1. Write for 5 minutes flat – no editing, no over thinking, no backtracking2. Link back here and invite others to join in.
It was a mere gesture of friendly good intention which prompted her to share with me the words. The instruction.
The way that I, as their mother, do not add up.
I didn’t take it personal. I jumped up first, criticizing self in mirror, that I needed the words.
Needed to heed the words.
Needed to be the words.
So much more than the loud toned woman, frustrated always. Tired.
Aches in my bones and my heart, alike. Different.
Aches from trying so hard to love those previously believed unloveable, only because previous people ached to see themselves and cast these wide eyed children to the wayside.

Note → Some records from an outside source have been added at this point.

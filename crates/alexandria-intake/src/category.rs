// Copyright 2023-Present Datadog, Inc. https://www.datadoghq.com/
// SPDX-License-Identifier: Apache-2.0

/// Categories accepted when none are configured.
pub const DEFAULT_CATEGORIES: &[&str] = &[
    "techaro.anubis",
    "techaro.anubis.request-samples",
    "techaro.thoth",
];

/// Fixed set of categories known at startup. Uploads for anything else are
/// rejected before a batch is touched.
#[derive(Debug, Clone, PartialEq, Eq)]
pub struct CategoryRegistry {
    categories: Vec<String>,
}

impl Default for CategoryRegistry {
    fn default() -> Self {
        Self::new(DEFAULT_CATEGORIES.iter().copied())
    }
}

impl CategoryRegistry {
    /// Builds a registry from `categories`, trimming whitespace and dropping
    /// blanks and duplicates while keeping first-seen order.
    pub fn new<I, S>(categories: I) -> Self
    where
        I: IntoIterator<Item = S>,
        S: AsRef<str>,
    {
        let mut registry = Vec::new();
        for category in categories {
            let category = category.as_ref().trim();
            if category.is_empty() || registry.iter().any(|known| known == category) {
                continue;
            }
            registry.push(category.to_string());
        }
        Self {
            categories: registry,
        }
    }

    #[must_use]
    pub fn contains(&self, category: &str) -> bool {
        self.categories.iter().any(|known| known == category)
    }

    pub fn iter(&self) -> impl Iterator<Item = &str> {
        self.categories.iter().map(String::as_str)
    }

    #[must_use]
    pub fn len(&self) -> usize {
        self.categories.len()
    }

    #[must_use]
    pub fn is_empty(&self) -> bool {
        self.categories.is_empty()
    }
}
// Copyright 2023-Present Datadog, Inc. https://www.datadoghq.com/
// SPDX-License-Identifier: Apache-2.0

//! Fixed-capacity chunk buffer that overwrites its oldest entry once full.

use std::sync::{Mutex, MutexGuard, PoisonError};

/// Number of chunks kept between two flushes when no capacity is configured.
pub const DEFAULT_RING_BUFFER_SIZE: usize = 1024;

#[derive(Debug)]
struct Slots {
    buffer: Vec<Option<Vec<u8>>>,
    head: usize,
    tail: usize,
    count: usize,
}

/// Circular store of opaque byte chunks.
///
/// Slots are preallocated at construction and never resized. When the buffer
/// is full, [`RingBuffer::add`] evicts the chunk at the tail before writing
/// the new one at the head.
#[derive(Debug)]
pub struct RingBuffer {
    slots: Mutex<Slots>,
    capacity: usize,
}

impl Default for RingBuffer {
    fn default() -> Self {
        Self::new(DEFAULT_RING_BUFFER_SIZE)
    }
}

impl RingBuffer {
    /// Creates an empty buffer holding at most `capacity` chunks. A capacity
    /// of zero is raised to one.
    #[must_use]
    pub fn new(capacity: usize) -> Self {
        let capacity = capacity.max(1);
        let mut buffer = Vec::with_capacity(capacity);
        buffer.resize_with(capacity, || None);
        RingBuffer {
            slots: Mutex::new(Slots {
                buffer,
                head: 0,
                tail: 0,
                count: 0,
            }),
            capacity,
        }
    }

    // Chunks are copied before the lock is taken and nothing under the lock
    // can panic, so a poisoned guard still holds consistent indices.
    fn lock(&self) -> MutexGuard<'_, Slots> {
        self.slots.lock().unwrap_or_else(PoisonError::into_inner)
    }

    /// Copies `data` into the buffer, evicting the oldest chunk when full.
    pub fn add(&self, data: &[u8]) {
        let chunk = data.to_vec();
        let mut slots = self.lock();

        if slots.count == self.capacity {
            slots.tail = (slots.tail + 1) % self.capacity;
        } else {
            slots.count += 1;
        }

        let head = slots.head;
        slots.buffer[head] = Some(chunk);
        slots.head = (head + 1) % self.capacity;
    }

    /// Takes every buffered chunk, oldest first, and resets the buffer.
    ///
    /// Returns an empty `Vec` when nothing is buffered.
    pub fn drain(&self) -> Vec<Vec<u8>> {
        let mut slots = self.lock();

        if slots.count == 0 {
            return Vec::new();
        }

        let mut result = Vec::with_capacity(slots.count);
        for i in 0..slots.count {
            let idx = (slots.tail + i) % self.capacity;
            if let Some(chunk) = slots.buffer[idx].take() {
                result.push(chunk);
            }
        }

        slots.count = 0;
        slots.head = 0;
        slots.tail = 0;

        result
    }

    #[must_use]
    pub fn len(&self) -> usize {
        self.lock().count
    }

    #[must_use]
    pub fn is_empty(&self) -> bool {
        self.len() == 0
    }

    #[must_use]
    pub fn capacity(&self) -> usize {
        self.capacity
    }

    #[cfg(test)]
    fn indices(&self) -> (usize, usize, usize) {
        let slots = self.lock();
        (slots.head, slots.tail, slots.count)
    }
}
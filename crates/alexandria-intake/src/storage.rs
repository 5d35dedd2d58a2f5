// Copyright 2023-Present Datadog, Inc. https://www.datadoghq.com/
// SPDX-License-Identifier: Apache-2.0

use object_store::{aws::AmazonS3Builder, local::LocalFileSystem, memory::InMemory, ObjectStore};
use std::path::PathBuf;
use std::sync::Arc;
use tracing::debug;

use crate::error::StorageError;

pub const DEFAULT_BUCKET: &str = "techaro-anubis-logs";

/// Where committed batches are written.
#[derive(Debug, Clone, PartialEq, Eq)]
pub enum StorageConfig {
    /// S3 or an S3-compatible service. Credentials and endpoint come from
    /// the usual `AWS_*` environment variables.
    S3 {
        bucket: String,
        region: Option<String>,
    },
    /// A directory on the local filesystem, created if missing
    Local { path: PathBuf },
    /// Process memory, lost on exit
    InMemory,
}

impl Default for StorageConfig {
    fn default() -> Self {
        StorageConfig::S3 {
            bucket: DEFAULT_BUCKET.to_string(),
            region: None,
        }
    }
}

impl StorageConfig {
    /// Local filesystem stores reject object attributes on put.
    #[must_use]
    pub fn supports_attributes(&self) -> bool {
        !matches!(self, StorageConfig::Local { .. })
    }

    pub fn backend_name(&self) -> &'static str {
        match self {
            StorageConfig::S3 { .. } => "s3",
            StorageConfig::Local { .. } => "local",
            StorageConfig::InMemory => "memory",
        }
    }
}

pub fn create_object_store(config: &StorageConfig) -> Result<Arc<dyn ObjectStore>, StorageError> {
    let store: Arc<dyn ObjectStore> = match config {
        StorageConfig::S3 { bucket, region } => {
            let mut builder = AmazonS3Builder::from_env().with_bucket_name(bucket);
            if let Some(region) = region {
                builder = builder.with_region(region);
            }
            let s3 = builder.build().map_err(|source| StorageError::Backend {
                backend: "s3",
                source,
            })?;
            debug!(bucket = %bucket, "Using S3 storage");
            Arc::new(s3)
        }
        StorageConfig::Local { path } => {
            std::fs::create_dir_all(path).map_err(|source| StorageError::Directory {
                path: path.display().to_string(),
                source,
            })?;
            let local =
                LocalFileSystem::new_with_prefix(path).map_err(|source| StorageError::Backend {
                    backend: "local",
                    source,
                })?;
            debug!(path = %path.display(), "Using local filesystem storage");
            Arc::new(local)
        }
        StorageConfig::InMemory => {
            debug!("Using in-memory storage");
            Arc::new(InMemory::new())
        }
    };
    Ok(store)
}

Aches, the children, in the way their beginnings began.
Aches every second of every day for their differences. For their different. For…
For everything? Possibly. Probably. Rightly so.
Always. All around. Rounds and rounds for everyone, on everyone because this lonely, self serving world can’t get enough.
I ache to be the mom they need me to be.
I ache because I fail.
I ache because I’m not. Then I try to be, and I forget, and I fail again.
They deserve better.
But I’m what they’ve got.
Maybe I love them more than they can love. Maybe they gave the tiny bits of all they had to spare to me, heart fragments in hand.
I took them.
I ache. For them. Because of them. With them.